*** DATA SHOWN

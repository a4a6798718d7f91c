//! One analysis job from parameters to result.
//!
//! ```text
//! validate ──► probe /health ──► submit /analyze ──► stream /logs/{id} ──► result
//!    │              │                  │                    │
//!    └─ Validation  └─ Network         └─ Server/Network    └─ AnalysisFailed/Stream
//! ```
//!
//! Every failure after validation also produces one closing log line,
//! `✗ Analysis failed: <reason>`, so a progress view always ends with the
//! outcome.

use crate::client::AnalysisClient;
use crate::error::{AnalysisError, Result};
use crate::stream::{state::CONNECTION_LOST, StreamHandle, StreamMessage};
use crate::types::{AnalysisParameters, AnalysisResult, LogEvent};
use crate::validate::{validate, ValidatedParameters};
use tokio::sync::mpsc;

/// Drives analysis jobs against one [`AnalysisClient`].
///
/// # Example
///
/// ```no_run
/// use heat_analysis_client::{
///     AnalysisClient, AnalysisOrchestrator, AnalysisParameters, ClientConfig, LogEvent,
/// };
///
/// # async fn run() -> heat_analysis_client::Result<()> {
/// let orchestrator = AnalysisOrchestrator::new(AnalysisClient::new(ClientConfig::from_env())?);
/// let result = orchestrator
///     .run(&AnalysisParameters::default(), &mut |log: LogEvent| println!("{}", log.message))
///     .await?;
/// println!("{} hotspots in {} clusters", result.hotspots_found, result.clusters);
/// # Ok(())
/// # }
/// ```
#[derive(Debug, Clone)]
pub struct AnalysisOrchestrator {
    client: AnalysisClient,
}

/// Cancels the stream if the run is abandoned before it resolves.
struct CancelOnDrop(StreamHandle);

impl Drop for CancelOnDrop {
    fn drop(&mut self) {
        self.0.cancel();
    }
}

impl AnalysisOrchestrator {
    pub fn new(client: AnalysisClient) -> Self {
        Self { client }
    }

    pub fn client(&self) -> &AnalysisClient {
        &self.client
    }

    /// Run one job, relaying progress lines to `on_log` in arrival order.
    ///
    /// Invalid parameters fail before any network call. An unreachable
    /// service fails with `Network("service not reachable")` without
    /// submitting. Submission happens at most once per call, retries aside.
    #[tracing::instrument(
        name = "analysis",
        skip_all,
        fields(
            latitude = params.latitude,
            longitude = params.longitude,
            session = tracing::field::Empty
        )
    )]
    pub async fn run(
        &self,
        params: &AnalysisParameters,
        on_log: &mut (dyn FnMut(LogEvent) + Send),
    ) -> Result<AnalysisResult> {
        let validated = validate(params)?;

        match self.submit_and_stream(&validated, on_log).await {
            Ok(result) => {
                tracing::info!(
                    hotspots = result.hotspots_found,
                    clusters = result.clusters,
                    "analysis completed"
                );
                Ok(result)
            }
            Err(e) => {
                tracing::warn!(error = %e, kind = ?e.kind(), "analysis failed");
                on_log(LogEvent::new(format!("✗ Analysis failed: {}", failure_reason(&e))));
                Err(e)
            }
        }
    }

    async fn submit_and_stream(
        &self,
        params: &ValidatedParameters,
        on_log: &mut (dyn FnMut(LogEvent) + Send),
    ) -> Result<AnalysisResult> {
        if let Err(e) = self.client.probe().await {
            tracing::debug!(error = %e, "liveness probe failed");
            return Err(AnalysisError::Network("service not reachable".into()));
        }

        let session = self.client.submit(params).await?;
        tracing::Span::current().record("session", session.as_str());

        let (tx, mut rx) = mpsc::unbounded_channel();
        let _stream = CancelOnDrop(self.client.stream(&session, tx));

        while let Some(message) = rx.recv().await {
            match message {
                StreamMessage::Log(event) => on_log(event),
                StreamMessage::Completed(result) => return Ok(result),
                StreamMessage::Failed(e) => return Err(e),
            }
        }
        Err(AnalysisError::Stream(CONNECTION_LOST.into()))
    }
}

/// The reason shown after `✗ Analysis failed:`.
fn failure_reason(error: &AnalysisError) -> String {
    match error {
        AnalysisError::AnalysisFailed(reason) => reason.clone(),
        other => other.to_string(),
    }
}

#[cfg(test)]
mod tests {
    use super::*;
    use crate::config::ClientConfig;
    use crate::error::ErrorKind;
    use crate::stream::MockEventSource;
    use crate::transport::{Method, MockReply, MockTransport};
    use serde_json::json;
    use std::sync::Arc;

    fn example_params() -> AnalysisParameters {
        AnalysisParameters {
            latitude: 29.52,
            longitude: 74.99,
            ..Default::default()
        }
    }

    fn healthy() -> MockTransport {
        MockTransport::new().route(
            Method::Get,
            "/health",
            vec![MockReply::json(200, json!({"status": "healthy"}))],
        )
    }

    fn accepting(transport: MockTransport) -> MockTransport {
        transport.route(
            Method::Post,
            "/analyze",
            vec![MockReply::json(202, json!({"sessionId": "abc123", "status": "started"}))],
        )
    }

    fn orchestrator(
        transport: MockTransport,
        source: MockEventSource,
    ) -> (AnalysisOrchestrator, Arc<MockTransport>, Arc<MockEventSource>) {
        let transport = Arc::new(transport);
        let source = Arc::new(source);
        let client =
            AnalysisClient::with_parts(ClientConfig::default(), transport.clone(), source.clone());
        (AnalysisOrchestrator::new(client), transport, source)
    }

    async fn run(orchestrator: &AnalysisOrchestrator) -> (Result<AnalysisResult>, Vec<String>) {
        let mut lines = Vec::new();
        let result = orchestrator
            .run(&example_params(), &mut |log: LogEvent| lines.push(log.message))
            .await;
        (result, lines)
    }

    #[tokio::test]
    async fn test_end_to_end_example() {
        let (orchestrator, transport, source) = orchestrator(
            accepting(healthy()),
            MockEventSource::new([
                r#"{"log":"Fetching data"}"#,
                r#"{"log":"Computing indices"}"#,
                r#"{"status":"completed","result":{"success":true,"hotspotsFound":42,"clusters":2}}"#,
            ]),
        );

        let (result, lines) = run(&orchestrator).await;
        let result = result.unwrap();
        assert_eq!(result.hotspots_found, 42);
        assert_eq!(lines, vec!["Fetching data", "Computing indices"]);
        assert_eq!(transport.calls_to("/health"), 1);
        assert_eq!(transport.calls_to("/analyze"), 1);
        assert_eq!(source.opened()[0].as_str(), "abc123");
    }

    #[tokio::test]
    async fn test_invalid_parameters_make_no_network_calls() {
        let (orchestrator, transport, source) =
            orchestrator(accepting(healthy()), MockEventSource::new(Vec::<String>::new()));

        let mut lines = Vec::new();
        let params = AnalysisParameters {
            latitude: 120.0,
            ..Default::default()
        };
        let err = orchestrator
            .run(&params, &mut |log: LogEvent| lines.push(log.message))
            .await
            .unwrap_err();

        assert_eq!(err.kind(), ErrorKind::Validation);
        assert_eq!(err.to_string(), "Latitude must be between -90 and 90");
        assert!(lines.is_empty());
        assert_eq!(transport.call_count(), 0);
        assert!(source.opened().is_empty());
    }

    #[tokio::test]
    async fn test_unreachable_service_skips_submission() {
        let transport = accepting(
            MockTransport::new().route(Method::Get, "/health", vec![MockReply::fail("refused")]),
        );
        let (orchestrator, transport, _) =
            orchestrator(transport, MockEventSource::new(Vec::<String>::new()));

        let (result, lines) = run(&orchestrator).await;
        let err = result.unwrap_err();
        assert_eq!(err.kind(), ErrorKind::Network);
        assert_eq!(err.to_string(), "service not reachable");
        assert_eq!(transport.calls_to("/analyze"), 0);
        assert_eq!(lines, vec!["✗ Analysis failed: service not reachable"]);
    }

    #[tokio::test]
    async fn test_server_reported_failure() {
        let (orchestrator, _, _) = orchestrator(
            accepting(healthy()),
            MockEventSource::new([
                r#"{"log":"Fetching data"}"#,
                r#"{"status":"failed","error":"No images found for the selected period"}"#,
            ]),
        );

        let (result, lines) = run(&orchestrator).await;
        let err = result.unwrap_err();
        assert_eq!(err.kind(), ErrorKind::AnalysisFailed);
        assert_eq!(
            lines,
            vec![
                "Fetching data",
                "✗ Analysis failed: No images found for the selected period",
            ]
        );
    }

    #[tokio::test]
    async fn test_rejected_submission() {
        let transport = healthy().route(
            Method::Post,
            "/analyze",
            vec![MockReply::json(400, json!({"error": "Invalid coordinates"}))],
        );
        let (orchestrator, transport, source) =
            orchestrator(transport, MockEventSource::new(Vec::<String>::new()));

        let (result, lines) = run(&orchestrator).await;
        let err = result.unwrap_err();
        assert!(matches!(err, AnalysisError::Server { status: 400, .. }));
        assert_eq!(transport.calls_to("/analyze"), 1);
        assert!(source.opened().is_empty());
        assert_eq!(lines, vec!["✗ Analysis failed: HTTP 400: Invalid coordinates"]);
    }

    #[tokio::test]
    async fn test_stream_dropped_mid_analysis() {
        let (orchestrator, _, _) = orchestrator(
            accepting(healthy()),
            MockEventSource::new([r#"{"log":"Fetching data"}"#]),
        );

        let (result, lines) = run(&orchestrator).await;
        let err = result.unwrap_err();
        assert_eq!(err.kind(), ErrorKind::Stream);
        assert_eq!(lines.len(), 2);
        assert_eq!(lines[1], format!("✗ Analysis failed: {}", CONNECTION_LOST));
    }

    #[tokio::test]
    async fn test_abandoned_run_cancels_stream() {
        let (source, tx) = MockEventSource::channel();
        let (orchestrator, _, _) = orchestrator(accepting(healthy()), source);

        let mut lines = Vec::new();
        let params = example_params();
        let outcome = tokio::time::timeout(
            std::time::Duration::from_millis(50),
            orchestrator.run(&params, &mut |log: LogEvent| lines.push(log.message)),
        )
        .await;
        assert!(outcome.is_err());

        // The reader task is gone, so the channel's receiver has been dropped.
        tokio::time::sleep(std::time::Duration::from_millis(20)).await;
        assert!(tx.send(Ok(r#"{"log":"late"}"#.into())).is_err());
        assert!(lines.is_empty());
    }
}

******

## WORK REQUIRED:
For each line above that includes "impl", make a copy.

## REPLY TO THE EXERCISE:
impl Drop for CancelOnDrop {
impl AnalysisOrchestrator {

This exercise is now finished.